The Book of Mulling or less commonly, Book of Moling (Dublin, Trinity College Library MS 60 (A. I. 15)), is an Irish pocket Gospel Book from the late 8th or early 9th century. The text collection includes the four Gospels, a liturgical service which includes the "Apostles' Creed", and in the colophon, a supposed plan of St. Moling's monastery enclosed by two concentric circles.

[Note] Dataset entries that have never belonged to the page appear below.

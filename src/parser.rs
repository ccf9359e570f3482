//! Line-oriented state machine that turns vhost file text into records.
//!
//! The scanner is deliberately tolerant: a predicate line without a
//! parsable quoted name keeps an empty `server_name` (logged, not
//! thrown), an unterminated block is finalized at end of input, and any
//! line that matches no entry in the directive table is dropped. Nothing
//! in here returns an error; malformed content degrades, it never aborts.

use tracing::warn;

use crate::table::{self, FieldAction, HOST_PREDICATE};
use crate::vhost::{
    CompressSettings, Optimizations, RewriteRule, SslSettings, UrlRewrite, VHost,
};

/// Parse vhost file text into an ordered list of records.
///
/// Deterministic and total: malformed input yields fewer or partial
/// records, never an error.
#[must_use]
pub fn parse(input: &str) -> Vec<VHost> {
    let mut parser = Parser::default();
    for raw in input.lines() {
        parser.line(raw);
    }
    parser.finish()
}

/// Which list-valued directive a continuation belongs to.
#[derive(Debug, Clone, Copy, PartialEq, Eq)]
enum ListKind {
    FileTypes,
    RewriteRules,
}

/// Open parenthesized list spanning multiple physical lines.
#[derive(Debug)]
struct OpenList {
    kind: ListKind,
    body: String,
}

/// Accumulation state for the block currently being scanned.
#[derive(Debug, Default)]
struct Pending {
    server_name: String,
    enabled: bool,
    document_root: String,
    port: Option<u16>,
    server_alias: Vec<String>,
    error_handler_404: Option<String>,
    compress_enabled: bool,
    compress_cache_dir: String,
    compress_file_types: Vec<String>,
    rewrite_enabled: bool,
    rewrite_rules: Vec<RewriteRule>,
    ssl_engine: Option<bool>,
    ssl_cert_file: Option<String>,
    ssl_key_file: Option<String>,
    optimizations: Optimizations,
    list: Option<OpenList>,
}

#[derive(Debug, Default)]
struct Parser {
    records: Vec<VHost>,
    current: Option<Pending>,
}

impl Parser {
    fn line(&mut self, raw: &str) {
        let trimmed = raw.trim();
        if trimmed.is_empty() {
            return;
        }

        if is_host_predicate(trimmed) {
            self.finish_record();
            self.start_record(trimmed);
            return;
        }

        let Some(pending) = self.current.as_mut() else {
            // Text outside any block is not ours to model.
            return;
        };

        let stripped = strip_comment(trimmed);

        if let Some(list) = pending.list.take() {
            match feed_list(list, stripped) {
                ListStep::Open(list) => {
                    pending.list = Some(list);
                }
                ListStep::Closed(list) => {
                    apply_list(pending, &list);
                }
                // A closing brace ends the list and the block at once.
                ListStep::EndOfBlock(list) => {
                    apply_list(pending, &list);
                    self.finish_record();
                }
            }
            return;
        }

        if let Some(action) = table::match_directive(stripped) {
            apply_directive(pending, action, stripped);
        }

        if stripped == "}" {
            self.finish_record();
        }
    }

    fn start_record(&mut self, trimmed: &str) {
        let server_name = predicate_name(trimmed).map_or_else(
            || {
                warn!(line = trimmed, "failed to parse hostname from predicate");
                String::new()
            },
            str::to_string,
        );

        self.current = Some(Pending {
            server_name,
            enabled: !trimmed.starts_with('#'),
            ..Pending::default()
        });
    }

    fn finish_record(&mut self) {
        let Some(mut pending) = self.current.take() else {
            return;
        };

        // Unterminated list at block end: keep what was collected.
        if let Some(list) = pending.list.take() {
            apply_list(&mut pending, &list);
        }

        let compress_settings = (!pending.compress_cache_dir.is_empty()
            || !pending.compress_file_types.is_empty())
        .then(|| CompressSettings {
            enabled: pending.compress_enabled,
            cache_dir: pending.compress_cache_dir,
            file_types: pending.compress_file_types,
        });

        let url_rewrite = (!pending.rewrite_rules.is_empty()).then(|| UrlRewrite {
            enabled: pending.rewrite_enabled,
            rules: pending.rewrite_rules,
        });

        let ssl = (pending.ssl_engine.is_some()
            || pending.ssl_cert_file.is_some()
            || pending.ssl_key_file.is_some())
        .then(|| SslSettings {
            engine: pending.ssl_engine.unwrap_or(false),
            cert_file: pending.ssl_cert_file,
            key_file: pending.ssl_key_file,
        });

        self.records.push(VHost {
            server_name: pending.server_name,
            enabled: pending.enabled,
            document_root: pending.document_root,
            port: pending.port,
            server_alias: pending.server_alias,
            error_handler_404: pending.error_handler_404,
            compress_settings,
            url_rewrite,
            ssl,
            optimizations: pending.optimizations,
        });
    }

    fn finish(mut self) -> Vec<VHost> {
        // Missing closing brace at end of input: finalize anyway.
        self.finish_record();
        self.records
    }
}

fn apply_directive(pending: &mut Pending, action: FieldAction, line: &str) {
    match action {
        FieldAction::DocumentRoot => {
            pending.document_root = first_quoted(line).unwrap_or_default().to_string();
        }
        FieldAction::Port => {
            pending.port = Some(parse_port(line));
        }
        FieldAction::NameList => {
            let names = first_quoted(line).unwrap_or_default();
            pending.server_alias = names
                .split_whitespace()
                .filter(|name| *name != pending.server_name)
                .map(str::to_string)
                .collect();
        }
        FieldAction::ErrorHandler404 => {
            pending.error_handler_404 = Some(first_quoted(line).unwrap_or_default().to_string());
        }
        FieldAction::CompressCacheDir => {
            pending.compress_enabled = true;
            pending.compress_cache_dir = first_quoted(line).unwrap_or_default().to_string();
        }
        FieldAction::CompressFiletype => {
            pending.compress_enabled = true;
            start_or_apply_list(pending, ListKind::FileTypes, line);
        }
        FieldAction::RewriteRules => {
            pending.rewrite_enabled = true;
            start_or_apply_list(pending, ListKind::RewriteRules, line);
        }
        FieldAction::SslEngine => {
            pending.ssl_engine = Some(first_quoted(line) == Some("enable"));
        }
        FieldAction::SslPemfile => {
            pending.ssl_cert_file = Some(first_quoted(line).unwrap_or_default().to_string());
        }
        FieldAction::SslKeyfile => {
            pending.ssl_key_file = Some(first_quoted(line).unwrap_or_default().to_string());
        }
        FieldAction::Flag(flag) => {
            pending.optimizations.set(flag, true);
        }
    }
}

/// Handle the value of a list-valued directive. A complete `( ... )` on
/// the key line is applied immediately; an opening parenthesis without
/// its closing one switches the scanner into list-continuation mode.
fn start_or_apply_list(pending: &mut Pending, kind: ListKind, line: &str) {
    let Some(open) = line.find('(') else {
        return;
    };
    let rest = &line[open + 1..];

    if let Some(close) = closing_paren(rest) {
        let list = OpenList {
            kind,
            body: rest[..close].to_string(),
        };
        apply_list(pending, &list);
    } else {
        pending.list = Some(OpenList {
            kind,
            body: rest.to_string(),
        });
    }
}

enum ListStep {
    Open(OpenList),
    Closed(OpenList),
    EndOfBlock(OpenList),
}

fn feed_list(mut list: OpenList, stripped: &str) -> ListStep {
    if stripped == "}" {
        return ListStep::EndOfBlock(list);
    }
    list.body.push(' ');
    if let Some(close) = closing_paren(stripped) {
        list.body.push_str(&stripped[..close]);
        return ListStep::Closed(list);
    }
    list.body.push_str(stripped);
    ListStep::Open(list)
}

/// Position of the `)` that terminates the list, if this text has one.
/// Rewrite patterns are regexes, so a `)` inside a quoted element (a
/// grouping paren in `"^/(.*)$"`, say) must not count; only a `)` after
/// the last `"` closes the list.
fn closing_paren(text: &str) -> Option<usize> {
    let after_quotes = text.rfind('"').map_or(0, |quote| quote + 1);
    text[after_quotes..].find(')').map(|i| after_quotes + i)
}

fn apply_list(pending: &mut Pending, list: &OpenList) {
    match list.kind {
        ListKind::FileTypes => {
            pending.compress_file_types = parse_file_types(&list.body);
        }
        ListKind::RewriteRules => {
            pending.rewrite_rules.extend(parse_rewrite_rules(&list.body));
        }
    }
}

/// A line opens a host block when, after an optional comment marker and
/// whitespace, it starts with the host predicate token (case-sensitive).
fn is_host_predicate(trimmed: &str) -> bool {
    let rest = trimmed.strip_prefix('#').unwrap_or(trimmed).trim_start();
    rest.starts_with(HOST_PREDICATE)
}

/// Extract the host name from a predicate line: the first non-empty
/// quoted string after `==`.
fn predicate_name(trimmed: &str) -> Option<&str> {
    let idx = trimmed.find(HOST_PREDICATE)?;
    let rest = trimmed[idx + HOST_PREDICATE.len()..].trim_start();
    let rest = rest.strip_prefix("==")?.trim_start();
    let rest = rest.strip_prefix('"')?;
    let end = rest.find('"')?;
    if end == 0 { None } else { Some(&rest[..end]) }
}

/// Strip one leading comment marker plus any following whitespace. Every
/// line of a disabled block carries the marker, so this is reversible.
fn strip_comment(trimmed: &str) -> &str {
    trimmed.strip_prefix('#').map_or(trimmed, str::trim_start)
}

/// First non-empty double-quoted substring of a line.
fn first_quoted(mut line: &str) -> Option<&str> {
    while let Some((content, rest)) = next_quoted(line) {
        if !content.is_empty() {
            return Some(content);
        }
        line = rest;
    }
    None
}

/// Next double-quoted substring (possibly empty) and the text after it.
fn next_quoted(line: &str) -> Option<(&str, &str)> {
    let start = line.find('"')?;
    let rest = &line[start + 1..];
    let end = rest.find('"')?;
    Some((&rest[..end], &rest[end + 1..]))
}

/// Digit run after the first `=`; anything unparsable falls back to 80.
fn parse_port(line: &str) -> u16 {
    line.split_once('=').map_or(80, |(_, value)| {
        let digits: String = value
            .trim_start()
            .chars()
            .take_while(char::is_ascii_digit)
            .collect();
        digits.parse().unwrap_or(80)
    })
}

/// Comma-separated quoted elements; quote characters are stripped and
/// empty elements dropped.
fn parse_file_types(body: &str) -> Vec<String> {
    body.split(',')
        .map(|part| part.trim().replace(['"', '\''], ""))
        .filter(|part| !part.is_empty())
        .collect()
}

/// Every `"pattern" => "replacement"` pairing in the list body, in order.
fn parse_rewrite_rules(body: &str) -> Vec<RewriteRule> {
    let mut rules = Vec::new();
    let mut rest = body;

    while let Some((pattern, tail)) = next_quoted(rest) {
        rest = tail;
        if pattern.is_empty() {
            continue;
        }
        let Some(after_arrow) = rest.trim_start().strip_prefix("=>") else {
            continue;
        };
        let after_arrow = after_arrow.trim_start();
        if !after_arrow.starts_with('"') {
            continue;
        }
        if let Some((replacement, tail)) = next_quoted(after_arrow) {
            if !replacement.is_empty() {
                rules.push(RewriteRule {
                    pattern: pattern.to_string(),
                    replacement: replacement.to_string(),
                });
                rest = tail;
            }
        }
    }

    rules
}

The name derives from a former notion that the scribe was the Leinster saint St. Moling (d. 697), founder of Tech-Moling (St. Mullins, Co. Carlow), whose subscription occurs in the colophon at the end of St John's Gospel: [N]omen scriptoris Mulling dicitur. However, the manuscript is younger and the script reveals that three scribes were involved: one for the prefaces, another for the synoptic gospels (Matthew, Mark and Luke) and a third for St John's Gospel. It remains possible that the manuscript was copied from an autograph manuscript of St Moling.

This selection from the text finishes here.